As allowed by the provisions of article 2505, second paragraph, of the Italian civil code, and article 18 of the by-laws of Landi Renzo S.p.A., the decision on the merger will be taken directly by the Board of Directors of Landi Renzo S.p.A. through resolution taken in the form of notarial deed, without prejudice to the right of as many shareholders of Landi Renzo S.p.A. (being the merging company) as representing at least 5% of the share capital of Landi Renzo S.p.A. to request, pursuant to article 2505, third paragraph, of the Italian civil code, that the decision is taken by the extraordinary shareholders’ meeting pursuant to article 2502, first paragraph, of the Italian civil code, This request will have to be addressed to Landi Renzo S.p.A. and sent no later than eight days following the filing of the merger plan with the Companies’ Register of Reggio Emilia.
Filing of the merger documentation
Today, the merger plan, as well as the related documentation required by applicable laws and regulations, have been filed for registration with the Companies’ Register of Reggio Emilia and have been made available to the public at the registered office and through publication on the company’s website (www.landirenzogroup.com) and on the authorised storage system emarketstorage, in accordance with the modalities and within the terms set forth by the provisions of article 2501-ter, third and fourth paragraphs, 2501-septies and 2505 of the Italian civil code and article 70 of the regulation adopted by Consob with resolution no. 11971 dated 15 May 1999, as further amended and supplemented.
Qualification of the merger as related parties transaction
The merger qualifies as related parties transaction as Lovato Gas S.p.A. with sole shareholder is a related party of Landi Renzo S.p.A. which entirely owns the share capital of Lovato Gas S.p.A. with sole shareholder.

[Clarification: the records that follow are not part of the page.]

//! Effect definitions and catalog summaries.

use serde::Serialize;
use serde_json::Value;

use crate::param::{ParamSpec, ParamType};

/// Classification tag for organizing and filtering effects.
#[derive(Debug, Clone, Copy, PartialEq, Eq, Hash, Serialize)]
#[serde(rename_all = "lowercase")]
pub enum EffectTag {
    /// Room, echo and stereo-field effects (reverb, delay, convolution)
    Spatial,
    /// Effects driven by a delay time
    Time,
    /// Compressors, limiters, gates
    Dynamics,
    /// Gain stages, polarity, resampling
    Utility,
    /// Saturation, clipping, lo-fi and codec artifacts
    Color,
    /// Chorus, phaser, pitch shifting
    Modulation,
    /// Pass, shelf and peak filters
    Filter,
    /// Hosted third-party processors
    External,
}

impl EffectTag {
    /// Returns the wire name of the tag.
    pub const fn name(&self) -> &'static str {
        match self {
            EffectTag::Spatial => "spatial",
            EffectTag::Time => "time",
            EffectTag::Dynamics => "dynamics",
            EffectTag::Utility => "utility",
            EffectTag::Color => "color",
            EffectTag::Modulation => "modulation",
            EffectTag::Filter => "filter",
            EffectTag::External => "external",
        }
    }

    /// Parse a tag from its wire name (case-insensitive).
    pub fn from_name(name: &str) -> Option<Self> {
        const ALL: [EffectTag; 8] = [
            EffectTag::Spatial,
            EffectTag::Time,
            EffectTag::Dynamics,
            EffectTag::Utility,
            EffectTag::Color,
            EffectTag::Modulation,
            EffectTag::Filter,
            EffectTag::External,
        ];
        ALL.into_iter().find(|tag| tag.name().eq_ignore_ascii_case(name))
    }
}

/// Describes an effect: identity, engine plugin type and parameter schema.
///
/// Parameters keep their declaration order, which is also the order the resolved
/// instance lists its arguments in.
#[derive(Debug, Clone, PartialEq, Serialize)]
pub struct EffectDefinition {
    /// Canonical identifier (lowercase, no spaces).
    pub id: String,
    /// Human-readable name.
    pub name: String,
    /// Brief description.
    pub description: String,
    /// Engine plugin type the resolved instance is built with.
    pub plugin: String,
    /// Parameter schemas in declaration order.
    pub params: Vec<(String, ParamSpec)>,
    /// Classification tags.
    pub tags: Vec<EffectTag>,
    /// Optional usage notes.
    pub notes: Option<String>,
    /// Alternative identifiers resolving to this effect.
    pub aliases: Vec<String>,
}

impl EffectDefinition {
    /// Start a definition with no parameters.
    pub fn new(id: impl Into<String>, name: impl Into<String>, plugin: impl Into<String>) -> Self {
        Self {
            id: id.into(),
            name: name.into(),
            description: String::new(),
            plugin: plugin.into(),
            params: Vec::new(),
            tags: Vec::new(),
            notes: None,
            aliases: Vec::new(),
        }
    }

    /// Set the description.
    pub fn with_description(mut self, description: impl Into<String>) -> Self {
        self.description = description.into();
        self
    }

    /// Declare a parameter.
    pub fn with_param(mut self, name: impl Into<String>, spec: ParamSpec) -> Self {
        self.params.push((name.into(), spec));
        self
    }

    /// Set the classification tags.
    pub fn with_tags(mut self, tags: &[EffectTag]) -> Self {
        self.tags = tags.to_vec();
        self
    }

    /// Attach usage notes.
    pub fn with_notes(mut self, notes: impl Into<String>) -> Self {
        self.notes = Some(notes.into());
        self
    }

    /// Add an alias identifier.
    pub fn with_alias(mut self, alias: impl Into<String>) -> Self {
        self.aliases.push(alias.into());
        self
    }

    /// Look up a parameter schema by name.
    pub fn param(&self, name: &str) -> Option<&ParamSpec> {
        self.params
            .iter()
            .find(|(param_name, _)| param_name == name)
            .map(|(_, spec)| spec)
    }

    /// Returns true if the effect declares a parameter called `name`.
    pub fn has_param(&self, name: &str) -> bool {
        self.param(name).is_some()
    }

    /// Declared parameter names in order.
    pub fn param_names(&self) -> impl Iterator<Item = &str> {
        self.params.iter().map(|(name, _)| name.as_str())
    }

    /// Returns true if the effect carries `tag`.
    pub fn has_tag(&self, tag: EffectTag) -> bool {
        self.tags.contains(&tag)
    }

    /// Build the catalog summary, resolving directory-sourced options now.
    pub fn summary(&self) -> EffectSummary {
        EffectSummary {
            id: self.id.clone(),
            name: self.name.clone(),
            description: self.description.clone(),
            params: self
                .params
                .iter()
                .map(|(name, spec)| ParamSummary::new(name, spec))
                .collect(),
            tags: self.tags.clone(),
            notes: self.notes.clone(),
            aliases: self.aliases.clone(),
        }
    }
}

/// Catalog entry for UIs and API listings.
#[derive(Debug, Clone, PartialEq, Serialize)]
pub struct EffectSummary {
    /// Canonical identifier.
    pub id: String,
    /// Human-readable name.
    pub name: String,
    /// Brief description.
    pub description: String,
    /// Parameter summaries in declaration order.
    pub params: Vec<ParamSummary>,
    /// Classification tags.
    #[serde(skip_serializing_if = "Vec::is_empty")]
    pub tags: Vec<EffectTag>,
    /// Usage notes.
    #[serde(skip_serializing_if = "Option::is_none")]
    pub notes: Option<String>,
    /// Alias identifiers.
    #[serde(skip_serializing_if = "Vec::is_empty")]
    pub aliases: Vec<String>,
}

/// Catalog view of one parameter. Absent fields are omitted when serialized.
#[derive(Debug, Clone, PartialEq, Serialize)]
pub struct ParamSummary {
    /// Parameter name.
    pub name: String,
    /// Type tag.
    #[serde(rename = "type")]
    pub kind: ParamType,
    /// Default value (null when none).
    pub default: Option<Value>,
    /// Inclusive lower bound.
    #[serde(skip_serializing_if = "Option::is_none")]
    pub min: Option<f64>,
    /// Inclusive upper bound.
    #[serde(skip_serializing_if = "Option::is_none")]
    pub max: Option<f64>,
    /// Current allowed values; omitted when none are defined or listed.
    #[serde(skip_serializing_if = "Option::is_none")]
    pub options: Option<Vec<String>>,
    /// Whether the parameter must be supplied.
    #[serde(skip_serializing_if = "std::ops::Not::not")]
    pub required: bool,
    /// Help text.
    #[serde(skip_serializing_if = "Option::is_none")]
    pub help: Option<String>,
}

impl ParamSummary {
    fn new(name: &str, spec: &ParamSpec) -> Self {
        Self {
            name: name.to_string(),
            kind: spec.kind,
            default: spec.default.clone(),
            min: spec.min,
            max: spec.max,
            options: spec.options.resolve().filter(|options| !options.is_empty()),
            required: spec.required,
            help: spec.help.clone(),
        }
    }
}
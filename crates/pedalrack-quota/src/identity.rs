//! Client identification and upload name hygiene.

use std::path::Path;

/// Extensions accepted for audio uploads, lowercase with the dot.
pub const SUPPORTED_AUDIO_EXTENSIONS: &[&str] = &[".wav", ".mp3", ".flac", ".ogg", ".m4a"];

const MAX_FILENAME_LEN: usize = 255;

/// Derive a session key from request metadata.
///
/// The first hop of a `X-Forwarded-For` style header wins, then the peer address.
///
/// ```rust
/// use pedalrack_quota::client_identifier;
///
/// assert_eq!(client_identifier(Some("203.0.113.7, 10.0.0.1"), Some("10.0.0.1")), "ip_203.0.113.7");
/// assert_eq!(client_identifier(None, Some("10.0.0.1")), "ip_10.0.0.1");
/// assert_eq!(client_identifier(None, None), "ip_unknown");
/// ```
pub fn client_identifier(forwarded_for: Option<&str>, peer: Option<&str>) -> String {
    let first_hop = forwarded_for
        .and_then(|header| header.split(',').next())
        .map(str::trim)
        .filter(|hop| !hop.is_empty());
    let host = first_hop
        .or_else(|| peer.map(str::trim).filter(|p| !p.is_empty()))
        .unwrap_or("unknown");
    format!("ip_{host}")
}

/// Reduce a client-supplied filename to a safe basename.
///
/// Directory components are dropped, characters outside `[A-Za-z0-9._-]` become
/// `_`, and the result never starts with a dot.
pub fn sanitize_filename(filename: &str) -> String {
    let base = filename.rsplit(['/', '\\']).next().unwrap_or_default();

    let mut safe: String = base
        .chars()
        .map(|c| {
            if c.is_ascii_alphanumeric() || matches!(c, '.' | '_' | '-') {
                c
            } else {
                '_'
            }
        })
        .collect();

    if safe.starts_with('.') {
        safe.insert(0, '_');
    }

    if safe.len() > MAX_FILENAME_LEN {
        safe = match safe.rfind('.') {
            Some(dot) if dot > 0 && safe.len() - dot < MAX_FILENAME_LEN => {
                let ext = safe[dot..].to_string();
                let keep = (MAX_FILENAME_LEN - 5).min(MAX_FILENAME_LEN - ext.len());
                format!("{}{ext}", &safe[..keep.min(dot)])
            }
            _ => safe[..MAX_FILENAME_LEN].to_string(),
        };
    }

    if safe.is_empty() {
        return "unnamed_file".to_string();
    }
    safe
}

/// Returns true if the filename has a supported audio extension (case-insensitive).
pub fn is_supported_audio_extension(filename: &str) -> bool {
    Path::new(filename)
        .extension()
        .and_then(|ext| ext.to_str())
        .is_some_and(|ext| {
            let dotted = format!(".{}", ext.to_lowercase());
            SUPPORTED_AUDIO_EXTENSIONS.contains(&dotted.as_str())
        })
}
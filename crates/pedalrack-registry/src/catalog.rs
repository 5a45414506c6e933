//! Built-in effect catalog.
//!
//! Bounds and defaults follow the plugin types of the audio engine the resolved
//! chains are handed to. File-valued parameters are sandboxed to the directories in
//! [`AssetRoots`].

use serde::{Deserialize, Serialize};
use std::path::PathBuf;

use crate::definition::{EffectDefinition, EffectTag};
use crate::param::ParamSpec;

/// Ladder filter topologies.
pub const LADDER_MODES: [&str; 6] = ["LPF12", "HPF12", "BPF12", "LPF24", "HPF24", "BPF24"];

/// Resampler interpolation algorithms.
pub const RESAMPLE_QUALITIES: [&str; 5] = [
    "ZeroOrderHold",
    "Linear",
    "CatmullRom",
    "Lagrange",
    "WindowedSinc",
];

/// Directories that file-valued parameters may resolve into.
#[derive(Debug, Clone, PartialEq, Eq, Serialize, Deserialize)]
pub struct AssetRoots {
    /// Impulse response files for the convolution effect.
    pub impulses: PathBuf,
}

impl Default for AssetRoots {
    fn default() -> Self {
        Self {
            impulses: PathBuf::from("impulses"),
        }
    }
}

/// All built-in effect definitions in registration order.
pub fn builtin_effects(roots: &AssetRoots) -> Vec<EffectDefinition> {
    vec![
        // Spatial / time
        EffectDefinition::new("reverb", "Reverb", "Reverb")
            .with_description("Adds spatial ambience and echo")
            .with_param("room_size", ParamSpec::float(0.5, 0.0, 1.0))
            .with_param("damping", ParamSpec::float(0.5, 0.0, 1.0))
            .with_param("wet_level", ParamSpec::float(0.33, 0.0, 1.0))
            .with_param("dry_level", ParamSpec::float(0.4, 0.0, 1.0))
            .with_param("width", ParamSpec::float(1.0, 0.0, 1.0))
            .with_param("freeze_mode", ParamSpec::float(0.0, 0.0, 1.0))
            .with_tags(&[EffectTag::Spatial]),
        EffectDefinition::new("delay", "Delay", "Delay")
            .with_description("Creates tempo-synced echoes")
            .with_param("delay_seconds", ParamSpec::float(0.5, 0.0, 2.0))
            .with_param("feedback", ParamSpec::float(0.0, 0.0, 0.95))
            .with_param("mix", ParamSpec::float(0.5, 0.0, 1.0))
            .with_tags(&[EffectTag::Spatial, EffectTag::Time]),
        // Dynamics
        EffectDefinition::new("compressor", "Compressor", "Compressor")
            .with_description("Controls dynamic range")
            .with_param("threshold_db", ParamSpec::float(0.0, -60.0, 0.0))
            .with_param("ratio", ParamSpec::float(1.0, 1.0, 20.0))
            .with_param("attack_ms", ParamSpec::float(1.0, 0.1, 100.0))
            .with_param("release_ms", ParamSpec::float(100.0, 1.0, 1000.0))
            .with_tags(&[EffectTag::Dynamics]),
        EffectDefinition::new("limiter", "Limiter", "Limiter")
            .with_description("Prevents peaks beyond a threshold")
            .with_param("threshold_db", ParamSpec::float(-10.0, -60.0, 0.0))
            .with_param("release_ms", ParamSpec::float(100.0, 1.0, 1000.0))
            .with_tags(&[EffectTag::Dynamics]),
        EffectDefinition::new("gain", "Gain", "Gain")
            .with_description("Raises or lowers signal level")
            .with_param("gain_db", ParamSpec::float(0.0, -60.0, 60.0))
            .with_tags(&[EffectTag::Utility]),
        // Color
        EffectDefinition::new("distortion", "Distortion", "Distortion")
            .with_description("Adds harmonic saturation")
            .with_param("drive_db", ParamSpec::float(25.0, 0.0, 120.0))
            .with_tags(&[EffectTag::Color]),
        // Modulation
        EffectDefinition::new("chorus", "Chorus", "Chorus")
            .with_description("Thickens signals with modulated delay")
            .with_param("rate_hz", ParamSpec::float(1.0, 0.0, 10.0))
            .with_param("depth", ParamSpec::float(0.25, 0.0, 1.0))
            .with_param("centre_delay_ms", ParamSpec::float(7.0, 1.0, 50.0))
            .with_param("feedback", ParamSpec::float(0.0, 0.0, 0.95))
            .with_param("mix", ParamSpec::float(0.5, 0.0, 1.0))
            .with_tags(&[EffectTag::Modulation, EffectTag::Spatial]),
        EffectDefinition::new("phaser", "Phaser", "Phaser")
            .with_description("Applies sweeping phase cancellations")
            .with_param("rate_hz", ParamSpec::float(1.0, 0.0, 10.0))
            .with_param("depth", ParamSpec::float(0.5, 0.0, 1.0))
            .with_param("centre_frequency_hz", ParamSpec::float(1300.0, 20.0, 8000.0))
            .with_param("feedback", ParamSpec::float(0.0, 0.0, 0.95))
            .with_param("mix", ParamSpec::float(0.5, 0.0, 1.0))
            .with_tags(&[EffectTag::Modulation]),
        EffectDefinition::new("bitcrush", "Bitcrush", "Bitcrush")
            .with_description("Reduces bit depth for lo-fi texture")
            .with_param("bit_depth", ParamSpec::float(8.0, 1.0, 32.0))
            .with_tags(&[EffectTag::Color]),
        // Filters
        EffectDefinition::new("highpass", "Highpass Filter", "HighpassFilter")
            .with_description("Removes low frequencies")
            .with_param("cutoff_frequency_hz", ParamSpec::float(50.0, 20.0, 20000.0))
            .with_tags(&[EffectTag::Filter])
            .with_alias("highpassfilter"),
        EffectDefinition::new("lowpass", "Lowpass Filter", "LowpassFilter")
            .with_description("Removes high frequencies")
            .with_param("cutoff_frequency_hz", ParamSpec::float(5000.0, 20.0, 20000.0))
            .with_tags(&[EffectTag::Filter])
            .with_alias("lowpassfilter"),
        EffectDefinition::new("ladderfilter", "Ladder Filter", "LadderFilter")
            .with_description("Moog-style resonant filter")
            .with_param(
                "mode",
                ParamSpec::choice("LPF12", LADDER_MODES).with_help("Choose the filter topology"),
            )
            .with_param("cutoff_hz", ParamSpec::float(200.0, 20.0, 20000.0))
            .with_param("resonance", ParamSpec::float(0.0, 0.0, 1.0))
            .with_param("drive", ParamSpec::float(1.0, 1.0, 10.0))
            .with_tags(&[EffectTag::Filter]),
        EffectDefinition::new("highshelf", "High Shelf", "HighShelfFilter")
            .with_description("Boosts or attenuates high frequencies")
            .with_param("cutoff_frequency_hz", ParamSpec::float(1000.0, 20.0, 20000.0))
            .with_param("gain_db", ParamSpec::float(0.0, -60.0, 60.0))
            .with_param("q", ParamSpec::float(0.7071, 0.1, 10.0))
            .with_tags(&[EffectTag::Filter])
            .with_alias("highshelffilter"),
        EffectDefinition::new("lowshelf", "Low Shelf", "LowShelfFilter")
            .with_description("Boosts or attenuates low frequencies")
            .with_param("cutoff_frequency_hz", ParamSpec::float(300.0, 20.0, 20000.0))
            .with_param("gain_db", ParamSpec::float(0.0, -60.0, 60.0))
            .with_param("q", ParamSpec::float(0.7071, 0.1, 10.0))
            .with_tags(&[EffectTag::Filter])
            .with_alias("lowshelffilter"),
        EffectDefinition::new("peakfilter", "Peak / Notch Filter", "PeakFilter")
            .with_description("Boosts or cuts around a center frequency")
            .with_param("cutoff_frequency_hz", ParamSpec::float(440.0, 20.0, 20000.0))
            .with_param("gain_db", ParamSpec::float(0.0, -60.0, 60.0))
            .with_param("q", ParamSpec::float(0.7071, 0.1, 10.0))
            .with_tags(&[EffectTag::Filter]),
        EffectDefinition::new("pitchshift", "Pitch Shift", "PitchShift")
            .with_description("Shifts pitch without changing tempo")
            .with_param("semitones", ParamSpec::float(0.0, -24.0, 24.0))
            .with_tags(&[EffectTag::Modulation]),
        EffectDefinition::new("clipping", "Clipping", "Clipping")
            .with_description("Applies hard digital clipping")
            .with_param("threshold_db", ParamSpec::float(-6.0, -60.0, 0.0))
            .with_tags(&[EffectTag::Color]),
        EffectDefinition::new("invert", "Invert", "Invert")
            .with_description("Flips the signal polarity")
            .with_tags(&[EffectTag::Utility]),
        EffectDefinition::new("mp3compressor", "MP3 Compressor", "MP3Compressor")
            .with_description("Introduces perceptual codec artifacts")
            .with_param("vbr_quality", ParamSpec::float(2.0, 0.0, 9.9))
            .with_tags(&[EffectTag::Color]),
        EffectDefinition::new("resample", "Resample", "Resample")
            .with_description("Downsamples audio for aliasing effects")
            .with_param("target_sample_rate", ParamSpec::float(8000.0, 4000.0, 192000.0))
            .with_param(
                "quality",
                ParamSpec::choice("WindowedSinc", RESAMPLE_QUALITIES)
                    .with_help("Select the resampling algorithm"),
            )
            .with_tags(&[EffectTag::Color, EffectTag::Utility]),
        EffectDefinition::new("noisegate", "Noise Gate", "NoiseGate")
            .with_description("Suppresses low-level noise")
            .with_param("threshold_db", ParamSpec::float(-40.0, -100.0, 0.0))
            .with_param("ratio", ParamSpec::float(10.0, 1.0, 20.0))
            .with_param("attack_ms", ParamSpec::float(1.0, 0.0, 100.0))
            .with_param("release_ms", ParamSpec::float(100.0, 1.0, 1000.0))
            .with_tags(&[EffectTag::Dynamics])
            .with_alias("gate"),
        EffectDefinition::new("gsmfullratecompressor", "GSM Full Rate", "GSMFullRateCompressor")
            .with_description("Simulates 2G cellular codec compression")
            .with_param(
                "quality",
                ParamSpec::choice("WindowedSinc", RESAMPLE_QUALITIES)
                    .with_help("Controls the internal resampling algorithm"),
            )
            .with_tags(&[EffectTag::Color]),
        EffectDefinition::new("convolution", "Convolution", "Convolution")
            .with_description("Applies an impulse response for cabinets or reverbs")
            .with_param(
                "impulse_response",
                ParamSpec::sandboxed_file(&roots.impulses)
                    .with_arg_name("impulse_response_filename")
                    .with_help("Upload IR files to the impulses directory"),
            )
            .with_param("mix", ParamSpec::float(1.0, 0.0, 1.0))
            .with_tags(&[EffectTag::Spatial, EffectTag::Color])
            .with_notes("Impulse response files must be placed in the impulses directory."),
    ]
}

The merger also qualifies as related parties transaction of greater importance, as each of the equivalent-value relevance ratio and the asset relevance ratio exceeds 5%.
Consequently, the proposal to merge by absorption Lovato Gas S.p.A. with sole shareholder into Landi Renzo S.p.A. has been evaluated in advance by the Related Parties Transactions Committee of Landi Renzo S.p.A. which gave a favourable opinion on the interest of Landi Renzo S.p.A. to complete the merger, as well as on the convenience and substantial correctness of the related terms.
The information document required under the regulation adopted by Consob with regulation no. 17221/2010 (as further amended and supplemented) will therefore be made available to the public within the timing and through the modalities set forth by applicable regulations.
Landi Renzo is the global leader in the LPG and Methane gas components and systems for the motor vehicles sector. The Company is based in Cavriago (Reggio Emilia) and has over 60 years’ experience in the sector, and is renowned for the extent of its international activities in over 50 countries, with export sales of about 80%. Landi Renzo S.p.A. has been listed on the STAR segment of the MTA Market of Borsa Italiana since June 2007.